Recent statistics reveal a growing trend among major super funds to offer investment options specifically designed to minimise exposure to a range of industries. This extends from the controversial realms of coal, oil, and gas, to other ethically debated sectors like tobacco, weapons manufacturing, gambling, and alcohol. While the intention is to cater to a more discerning investor, the devil, as they say, is in the detail.
Understanding where your hard-earned money is truly invested requires a deep dive into the fine print. Retirement may seem a distant prospect for many, but engaging with your superannuation now can lead to more aligned and impactful investments. This guide aims to demystify the process, offering practical steps to navigate your super, avoid the pitfalls of “greenwashing,” and set a clear path towards your retirement goals.
Deciphering “Sustainable”: A Moving Target
The term “sustainable” or “responsible” investing lacks a universal definition, creating a complex landscape for consumers attempting to compare different superannuation funds. The federal government is currently exploring clearer labelling rules for financial products marketed as sustainable, a move eagerly anticipated by many. Until then, each super fund operates with its own set of criteria, leading to significant variation in what constitutes an ethical investment.
Some funds, such as Australian Ethical and Future Super, exclusively offer sustainable investment options, imposing stricter limitations on their investment portfolios than many of their counterparts.
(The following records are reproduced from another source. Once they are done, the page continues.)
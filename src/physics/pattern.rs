// src/physics/pattern.rs

use crate::error::{Result, SimError};
use crate::model::elements;
use crate::model::Structure;
use num_complex::Complex64;
use rayon::prelude::*;
use std::cmp::Ordering;
use std::f64::consts::PI;

/// Settings for a structure-factor pattern calculation.
#[derive(Debug, Clone)]
pub struct PatternSettings {
    /// X-ray wavelength in Å.
    pub wavelength: f64,
    pub min_2theta: f64,
    pub max_2theta: f64,
}

impl Default for PatternSettings {
    fn default() -> Self {
        Self {
            wavelength: 1.5406, // Cu K-alpha
            min_2theta: 0.0,
            max_2theta: 90.0,
        }
    }
}

/// A merged diffraction peak with its relative intensity (strongest = 100).
#[derive(Debug, Clone)]
pub struct Peak {
    pub two_theta: f64,
    pub d_spacing: f64,
    pub intensity: f64,
    pub h: i32,
    pub k: i32,
    pub l: i32,
}

// 2θ tolerance (deg) under which symmetry-equivalent peaks merge
const MERGE_TOL_DEG: f64 = 0.01;

/// Compute the powder pattern of a structure: reciprocal-lattice sweep,
/// |F(hkl)|² with the Lorentz-polarization factor, equivalent-peak merge,
/// and normalization of the strongest peak to 100. Peaks come back sorted
/// by scattering angle.
pub fn calculate_pattern(structure: &Structure, settings: &PatternSettings) -> Result<Vec<Peak>> {
    // 1. Reciprocal lattice (crystallographic convention, no 2π)
    let a = structure.lattice[0];
    let b = structure.lattice[1];
    let c = structure.lattice[2];

    let volume = dot(a, cross(b, c));
    if volume.abs() < 1e-9 {
        return Err(SimError::SingularLattice);
    }

    let inv_vol = 1.0 / volume;
    let a_star = scale(cross(b, c), inv_vol);
    let b_star = scale(cross(c, a), inv_vol);
    let c_star = scale(cross(a, b), inv_vol);

    // 2. Index bound from the largest accessible |G| = 2·sinθ_max/λ
    let theta_max = (settings.max_2theta / 2.0).to_radians();
    let max_g = 2.0 * theta_max.sin() / settings.wavelength;
    let min_recip_len = [magnitude(a_star), magnitude(b_star), magnitude(c_star)]
        .iter()
        .fold(f64::INFINITY, |acc, &x| acc.min(x));
    let limit = ((max_g / min_recip_len).ceil() as i32 + 1).min(30);

    // 3. Sweep the limiting sphere; each h-slab is independent
    let settings = settings.clone();
    let mut peaks: Vec<Peak> = (-limit..=limit)
        .into_par_iter()
        .flat_map_iter(|h| {
            let mut slab = Vec::new();
            for k in -limit..=limit {
                for l in -limit..=limit {
                    if h == 0 && k == 0 && l == 0 {
                        continue;
                    }
                    if let Some(peak) =
                        evaluate_hkl(structure, &settings, a_star, b_star, c_star, h, k, l)
                    {
                        slab.push(peak);
                    }
                }
            }
            slab
        })
        .collect();

    // 4. Merge symmetry-equivalent peaks and normalize
    peaks.sort_by(|x, y| x.two_theta.partial_cmp(&y.two_theta).unwrap_or(Ordering::Equal));
    let mut merged: Vec<Peak> = Vec::new();
    for peak in peaks {
        match merged.last_mut() {
            Some(prev) if (peak.two_theta - prev.two_theta).abs() < MERGE_TOL_DEG => {
                prev.intensity += peak.intensity;
            }
            _ => merged.push(peak),
        }
    }

    let max_i = merged.iter().map(|p| p.intensity).fold(0.0, f64::max);
    if max_i > 1e-9 {
        for p in &mut merged {
            p.intensity = p.intensity / max_i * 100.0;
        }
    }

    Ok(merged)
}

fn evaluate_hkl(
    structure: &Structure,
    settings: &PatternSettings,
    a_star: [f64; 3],
    b_star: [f64; 3],
    c_star: [f64; 3],
    h: i32,
    k: i32,
    l: i32,
) -> Option<Peak> {
    let g = [
        h as f64 * a_star[0] + k as f64 * b_star[0] + l as f64 * c_star[0],
        h as f64 * a_star[1] + k as f64 * b_star[1] + l as f64 * c_star[1],
        h as f64 * a_star[2] + k as f64 * b_star[2] + l as f64 * c_star[2],
    ];
    let g_mag = magnitude(g);
    if g_mag < 1e-10 {
        return None;
    }

    let d_spacing = 1.0 / g_mag;
    let sin_theta = settings.wavelength / (2.0 * d_spacing);
    if sin_theta > 1.0 {
        return None;
    }

    let theta = sin_theta.asin();
    let two_theta = 2.0 * theta.to_degrees();
    if two_theta < settings.min_2theta || two_theta > settings.max_2theta {
        return None;
    }

    // Structure factor F = Σ f_j · exp(2πi G·r_j)
    let mut f = Complex64::new(0.0, 0.0);
    for atom in &structure.atoms {
        let f0 = elements::scattering_factor(&atom.element);
        let phase = 2.0
            * PI
            * (g[0] * atom.position[0] + g[1] * atom.position[1] + g[2] * atom.position[2]);
        f += f0 * Complex64::from_polar(1.0, phase);
    }

    let f_sq = f.norm_sqr();
    if f_sq < 1e-8 {
        return None;
    }

    // Lorentz-polarization factor
    let lp = (1.0 + (2.0 * theta).cos().powi(2)) / (theta.sin().powi(2) * theta.cos());

    Some(Peak {
        two_theta,
        d_spacing,
        intensity: f_sq * lp,
        h,
        k,
        l,
    })
}

fn dot(u: [f64; 3], v: [f64; 3]) -> f64 {
    u[0] * v[0] + u[1] * v[1] + u[2] * v[2]
}

fn cross(u: [f64; 3], v: [f64; 3]) -> [f64; 3] {
    [
        u[1] * v[2] - u[2] * v[1],
        u[2] * v[0] - u[0] * v[2],
        u[0] * v[1] - u[1] * v[0],
    ]
}

fn scale(v: [f64; 3], s: f64) -> [f64; 3] {
    [v[0] * s, v[1] * s, v[2] * s]
}

fn magnitude(v: [f64; 3]) -> f64 {
    dot(v, v).sqrt()
}
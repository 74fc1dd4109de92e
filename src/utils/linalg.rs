// src/utils/linalg.rs

use crate::model::UnitCell;
use nalgebra::{Matrix3, Vector3};

/// Convert fractional coordinates to Cartesian Å using the lattice row
/// matrix [[ax, ay, az], [bx, by, bz], [cx, cy, cz]].
///
/// Cartesian = Lattice^T × Fractional
pub fn frac_to_cart(frac: [f64; 3], lattice: [[f64; 3]; 3]) -> [f64; 3] {
  let frac_vec = Vector3::from(frac);
  let lat_mat = lattice_matrix(lattice);

  let cart_vec = lat_mat.transpose() * frac_vec;

  [cart_vec.x, cart_vec.y, cart_vec.z]
}

/// Convert Cartesian Å to fractional coordinates, or None for a singular
/// lattice.
///
/// Fractional = (Lattice^T)^-1 × Cartesian
pub fn cart_to_frac(cart: [f64; 3], lattice: [[f64; 3]; 3]) -> Option<[f64; 3]> {
  let cart_vec = Vector3::from(cart);
  let inv_lat = lattice_matrix(lattice).transpose().try_inverse()?;

  let frac_vec = inv_lat * cart_vec;

  Some([frac_vec.x, frac_vec.y, frac_vec.z])
}

/// Signed cell volume in Å³ (determinant of the lattice row matrix).
pub fn cell_volume(lattice: [[f64; 3]; 3]) -> f64 {
  lattice_matrix(lattice).determinant()
}

/// Build lattice row vectors from six cell parameters with the usual
/// crystallographic convention: a along x, b in the xy plane.
pub fn lattice_from_parameters(cell: &UnitCell) -> [[f64; 3]; 3] {
  let (al, be, ga) = cell.angles_rad();

  let v = (1.0 - al.cos().powi(2) - be.cos().powi(2) - ga.cos().powi(2)
    + 2.0 * al.cos() * be.cos() * ga.cos())
  .sqrt();

  [
    [cell.a, 0.0, 0.0],
    [cell.b * ga.cos(), cell.b * ga.sin(), 0.0],
    [
      cell.c * be.cos(),
      cell.c * (al.cos() - be.cos() * ga.cos()) / ga.sin(),
      cell.c * v / ga.sin(),
    ],
  ]
}

fn lattice_matrix(lattice: [[f64; 3]; 3]) -> Matrix3<f64> {
  Matrix3::from_row_slice(&[
    lattice[0][0],
    lattice[0][1],
    lattice[0][2],
    lattice[1][0],
    lattice[1][1],
    lattice[1][2],
    lattice[2][0],
    lattice[2][1],
    lattice[2][2],
  ])
}

#[cfg(test)]
mod tests {
  use super::*;

  #[test]
  fn cubic_frac_to_cart() {
    let lattice = [[5.0, 0.0, 0.0], [0.0, 5.0, 0.0], [0.0, 0.0, 5.0]];

    let cart = frac_to_cart([0.5, 0.5, 0.5], lattice);

    assert!((cart[0] - 2.5).abs() < 1e-10);
    assert!((cart[1] - 2.5).abs() < 1e-10);
    assert!((cart[2] - 2.5).abs() < 1e-10);
  }

  #[test]
  fn frac_cart_roundtrip_on_oblique_lattice() {
    let lattice = [[4.0, 0.0, 0.0], [2.0, 3.46, 0.0], [0.0, 0.0, 5.0]];

    let frac_orig = [0.333, 0.667, 0.25];
    let cart = frac_to_cart(frac_orig, lattice);
    let frac_back = cart_to_frac(cart, lattice).unwrap();

    assert!((frac_back[0] - frac_orig[0]).abs() < 1e-10);
    assert!((frac_back[1] - frac_orig[1]).abs() < 1e-10);
    assert!((frac_back[2] - frac_orig[2]).abs() < 1e-10);
  }

  #[test]
  fn volume_of_orthorhombic_cell() {
    let lattice = [[3.0, 0.0, 0.0], [0.0, 4.0, 0.0], [0.0, 0.0, 5.0]];
    assert!((cell_volume(lattice) - 60.0).abs() < 1e-10);
  }

  #[test]
  fn parameters_roundtrip_through_lattice() {
    let cell = UnitCell {
      a: 4.0,
      b: 5.0,
      c: 6.0,
      alpha: 80.0,
      beta: 95.0,
      gamma: 100.0,
    };
    let lattice = lattice_from_parameters(&cell);

    let norm = |v: [f64; 3]| (v[0] * v[0] + v[1] * v[1] + v[2] * v[2]).sqrt();
    assert!((norm(lattice[0]) - 4.0).abs() < 1e-10);
    assert!((norm(lattice[1]) - 5.0).abs() < 1e-10);
    assert!((norm(lattice[2]) - 6.0).abs() < 1e-10);

    // gamma is the angle between a and b
    let dot_ab = lattice[0][0] * lattice[1][0] + lattice[0][1] * lattice[1][1];
    let gamma = (dot_ab / (4.0 * 5.0)).acos().to_degrees();
    assert!((gamma - 100.0).abs() < 1e-9);
  }
}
However, even within these dedicated ethical funds, the nuances of their investment policies are crucial. For instance, Australian Ethical explicitly excludes weapons manufacturers and tobacco producers. Yet, a diversified company that derives a minor portion of its revenue from fossil fuels or alcohol might still be included if its overall positive attributes are deemed to outweigh its negative associations.
Among the largest super funds, which collectively hold the superannuation of the majority of Australians, a diverse array of “sustainable” options are available. These typically employ a combination of strategies:
- Negative Screening: This involves excluding entire sectors from investment, such as fossil fuels, gambling, or weapons manufacturers.
- Positive Screening: This approach favours companies demonstrating strong environmental, social, and governance (ESG) practices.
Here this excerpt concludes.